Stored data entries –
'''

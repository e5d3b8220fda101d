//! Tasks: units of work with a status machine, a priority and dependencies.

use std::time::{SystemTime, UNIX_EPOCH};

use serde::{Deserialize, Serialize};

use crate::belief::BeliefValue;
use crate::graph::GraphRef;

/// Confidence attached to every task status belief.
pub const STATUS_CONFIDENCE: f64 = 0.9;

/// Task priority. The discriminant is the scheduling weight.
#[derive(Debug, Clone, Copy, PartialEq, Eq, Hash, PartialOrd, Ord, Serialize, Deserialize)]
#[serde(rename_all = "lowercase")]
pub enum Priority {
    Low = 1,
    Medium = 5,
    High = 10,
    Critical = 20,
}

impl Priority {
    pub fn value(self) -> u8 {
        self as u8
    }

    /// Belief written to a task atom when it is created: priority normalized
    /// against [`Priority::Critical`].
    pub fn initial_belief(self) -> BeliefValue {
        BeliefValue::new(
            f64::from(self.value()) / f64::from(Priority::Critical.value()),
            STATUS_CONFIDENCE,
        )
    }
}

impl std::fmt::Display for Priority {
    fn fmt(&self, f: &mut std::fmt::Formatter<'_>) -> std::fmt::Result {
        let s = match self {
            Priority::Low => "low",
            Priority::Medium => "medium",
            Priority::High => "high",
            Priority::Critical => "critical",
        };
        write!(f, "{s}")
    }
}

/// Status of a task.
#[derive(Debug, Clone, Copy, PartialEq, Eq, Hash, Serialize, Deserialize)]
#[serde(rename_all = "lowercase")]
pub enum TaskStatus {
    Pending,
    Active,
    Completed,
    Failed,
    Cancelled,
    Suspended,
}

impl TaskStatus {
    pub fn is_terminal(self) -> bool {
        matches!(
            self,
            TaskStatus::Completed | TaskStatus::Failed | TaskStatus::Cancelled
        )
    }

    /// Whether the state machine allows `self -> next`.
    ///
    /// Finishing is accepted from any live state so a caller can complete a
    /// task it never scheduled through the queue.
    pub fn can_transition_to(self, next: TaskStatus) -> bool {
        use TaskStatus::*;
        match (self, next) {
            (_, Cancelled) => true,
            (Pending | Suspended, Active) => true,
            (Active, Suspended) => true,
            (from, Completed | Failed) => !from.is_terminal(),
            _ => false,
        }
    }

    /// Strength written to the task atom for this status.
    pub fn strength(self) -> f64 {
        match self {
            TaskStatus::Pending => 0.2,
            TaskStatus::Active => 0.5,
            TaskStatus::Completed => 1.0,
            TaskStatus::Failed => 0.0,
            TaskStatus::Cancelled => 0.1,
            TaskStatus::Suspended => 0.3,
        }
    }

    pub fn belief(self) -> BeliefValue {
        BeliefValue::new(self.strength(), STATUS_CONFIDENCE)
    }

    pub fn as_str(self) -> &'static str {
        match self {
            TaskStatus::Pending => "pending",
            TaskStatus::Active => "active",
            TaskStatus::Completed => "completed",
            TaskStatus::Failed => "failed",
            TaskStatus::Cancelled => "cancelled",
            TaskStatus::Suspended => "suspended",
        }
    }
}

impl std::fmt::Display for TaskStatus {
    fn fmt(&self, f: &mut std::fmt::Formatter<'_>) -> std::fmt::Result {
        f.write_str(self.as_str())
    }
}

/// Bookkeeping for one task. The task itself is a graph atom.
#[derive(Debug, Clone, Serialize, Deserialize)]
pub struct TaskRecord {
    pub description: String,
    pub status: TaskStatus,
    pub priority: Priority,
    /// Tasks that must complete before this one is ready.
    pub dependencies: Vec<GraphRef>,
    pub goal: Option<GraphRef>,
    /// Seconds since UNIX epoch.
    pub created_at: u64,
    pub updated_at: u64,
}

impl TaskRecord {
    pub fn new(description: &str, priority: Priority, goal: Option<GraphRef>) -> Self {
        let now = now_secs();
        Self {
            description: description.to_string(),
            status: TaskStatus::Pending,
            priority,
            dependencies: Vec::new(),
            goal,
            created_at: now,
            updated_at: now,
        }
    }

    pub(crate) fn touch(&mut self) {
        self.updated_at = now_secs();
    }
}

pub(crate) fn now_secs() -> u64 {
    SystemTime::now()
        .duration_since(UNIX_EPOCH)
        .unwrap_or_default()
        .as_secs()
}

'''
'''

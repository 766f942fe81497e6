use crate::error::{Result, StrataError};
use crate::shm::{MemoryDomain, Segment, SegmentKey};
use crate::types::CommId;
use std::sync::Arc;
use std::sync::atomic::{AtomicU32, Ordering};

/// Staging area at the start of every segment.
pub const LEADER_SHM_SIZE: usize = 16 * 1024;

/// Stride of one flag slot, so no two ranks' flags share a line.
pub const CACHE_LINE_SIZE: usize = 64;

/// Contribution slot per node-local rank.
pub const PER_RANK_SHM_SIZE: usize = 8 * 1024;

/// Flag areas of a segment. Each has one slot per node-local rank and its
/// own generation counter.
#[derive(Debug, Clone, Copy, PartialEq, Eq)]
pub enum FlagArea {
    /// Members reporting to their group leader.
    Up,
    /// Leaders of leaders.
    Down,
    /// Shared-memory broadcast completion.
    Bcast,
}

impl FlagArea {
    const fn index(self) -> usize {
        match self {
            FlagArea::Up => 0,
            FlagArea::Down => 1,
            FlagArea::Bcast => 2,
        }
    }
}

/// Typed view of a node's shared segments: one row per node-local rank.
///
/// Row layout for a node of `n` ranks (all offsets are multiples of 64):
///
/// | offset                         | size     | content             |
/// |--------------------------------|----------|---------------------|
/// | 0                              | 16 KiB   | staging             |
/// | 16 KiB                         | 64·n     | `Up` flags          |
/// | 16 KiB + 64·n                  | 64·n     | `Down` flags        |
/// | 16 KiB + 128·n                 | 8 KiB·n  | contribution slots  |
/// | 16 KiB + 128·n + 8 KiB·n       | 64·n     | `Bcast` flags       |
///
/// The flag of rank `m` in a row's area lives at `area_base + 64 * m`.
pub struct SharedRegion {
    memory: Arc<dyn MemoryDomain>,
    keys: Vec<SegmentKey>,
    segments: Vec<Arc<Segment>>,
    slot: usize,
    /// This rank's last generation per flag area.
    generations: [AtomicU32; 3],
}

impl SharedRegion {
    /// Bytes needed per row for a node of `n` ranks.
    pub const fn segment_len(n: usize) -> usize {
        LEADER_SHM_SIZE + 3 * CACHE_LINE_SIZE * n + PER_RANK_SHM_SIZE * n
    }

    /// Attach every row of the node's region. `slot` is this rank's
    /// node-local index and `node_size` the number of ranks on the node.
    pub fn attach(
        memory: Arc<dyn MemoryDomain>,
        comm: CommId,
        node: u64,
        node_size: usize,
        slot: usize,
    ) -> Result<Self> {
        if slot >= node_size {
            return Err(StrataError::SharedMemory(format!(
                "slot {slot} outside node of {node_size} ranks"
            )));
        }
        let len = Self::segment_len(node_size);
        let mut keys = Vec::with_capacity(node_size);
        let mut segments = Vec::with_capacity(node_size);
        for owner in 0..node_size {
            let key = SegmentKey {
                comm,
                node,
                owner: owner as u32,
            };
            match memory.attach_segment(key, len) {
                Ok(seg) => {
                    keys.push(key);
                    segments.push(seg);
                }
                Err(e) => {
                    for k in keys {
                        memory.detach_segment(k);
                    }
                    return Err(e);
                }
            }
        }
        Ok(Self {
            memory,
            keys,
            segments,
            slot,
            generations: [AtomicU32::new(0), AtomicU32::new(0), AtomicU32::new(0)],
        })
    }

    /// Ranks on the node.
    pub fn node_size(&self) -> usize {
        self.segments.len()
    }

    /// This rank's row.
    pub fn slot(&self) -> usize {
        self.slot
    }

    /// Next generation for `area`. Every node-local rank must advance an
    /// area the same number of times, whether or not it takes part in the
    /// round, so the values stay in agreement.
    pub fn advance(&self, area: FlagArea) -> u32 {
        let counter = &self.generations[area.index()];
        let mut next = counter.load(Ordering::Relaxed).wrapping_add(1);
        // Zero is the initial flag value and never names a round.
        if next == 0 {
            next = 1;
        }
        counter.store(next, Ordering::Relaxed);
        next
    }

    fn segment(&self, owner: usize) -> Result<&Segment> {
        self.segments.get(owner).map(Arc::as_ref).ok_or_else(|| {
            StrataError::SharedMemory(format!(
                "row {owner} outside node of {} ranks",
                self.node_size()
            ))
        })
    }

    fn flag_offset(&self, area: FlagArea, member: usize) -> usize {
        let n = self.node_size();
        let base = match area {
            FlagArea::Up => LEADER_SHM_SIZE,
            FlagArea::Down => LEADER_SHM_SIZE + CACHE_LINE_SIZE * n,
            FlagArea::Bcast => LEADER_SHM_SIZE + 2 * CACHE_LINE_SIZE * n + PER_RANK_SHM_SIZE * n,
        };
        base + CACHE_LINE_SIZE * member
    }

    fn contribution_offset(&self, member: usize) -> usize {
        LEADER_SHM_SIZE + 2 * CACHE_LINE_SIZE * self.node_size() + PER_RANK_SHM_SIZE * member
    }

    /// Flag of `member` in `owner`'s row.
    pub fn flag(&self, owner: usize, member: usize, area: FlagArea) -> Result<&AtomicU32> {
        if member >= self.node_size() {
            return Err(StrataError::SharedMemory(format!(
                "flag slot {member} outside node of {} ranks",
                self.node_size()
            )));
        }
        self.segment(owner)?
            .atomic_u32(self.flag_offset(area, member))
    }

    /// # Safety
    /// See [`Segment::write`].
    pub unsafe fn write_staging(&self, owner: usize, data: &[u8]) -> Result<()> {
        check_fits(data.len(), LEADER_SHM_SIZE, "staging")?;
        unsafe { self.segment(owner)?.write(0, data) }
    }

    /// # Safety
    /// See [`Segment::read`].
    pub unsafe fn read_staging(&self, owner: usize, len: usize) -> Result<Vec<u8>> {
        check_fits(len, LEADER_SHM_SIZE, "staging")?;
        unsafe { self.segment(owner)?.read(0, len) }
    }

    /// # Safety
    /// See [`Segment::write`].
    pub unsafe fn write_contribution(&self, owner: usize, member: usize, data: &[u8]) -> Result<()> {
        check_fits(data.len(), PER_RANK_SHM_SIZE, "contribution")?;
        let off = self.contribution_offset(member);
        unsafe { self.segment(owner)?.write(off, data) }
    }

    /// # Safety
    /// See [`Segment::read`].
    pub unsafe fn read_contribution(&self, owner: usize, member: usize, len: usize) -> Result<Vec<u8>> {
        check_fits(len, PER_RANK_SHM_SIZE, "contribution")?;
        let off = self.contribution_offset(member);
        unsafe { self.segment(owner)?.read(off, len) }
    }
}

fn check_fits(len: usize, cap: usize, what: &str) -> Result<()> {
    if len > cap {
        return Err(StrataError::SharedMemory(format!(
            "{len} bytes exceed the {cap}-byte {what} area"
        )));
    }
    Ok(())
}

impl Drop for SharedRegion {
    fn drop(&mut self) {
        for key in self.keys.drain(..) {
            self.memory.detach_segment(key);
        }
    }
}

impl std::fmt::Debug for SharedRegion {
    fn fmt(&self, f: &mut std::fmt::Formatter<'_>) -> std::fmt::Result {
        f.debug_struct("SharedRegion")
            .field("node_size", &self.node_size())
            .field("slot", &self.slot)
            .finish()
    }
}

'''

What is expected –
Whenever a line of the data includes "impl", copy that line.

Task output –
impl Priority {
impl std::fmt::Display for Priority {
impl TaskStatus {
impl std::fmt::Display for TaskStatus {
impl TaskRecord {
impl FlagArea {
impl SharedRegion {
impl Drop for SharedRegion {
impl std::fmt::Debug for SharedRegion {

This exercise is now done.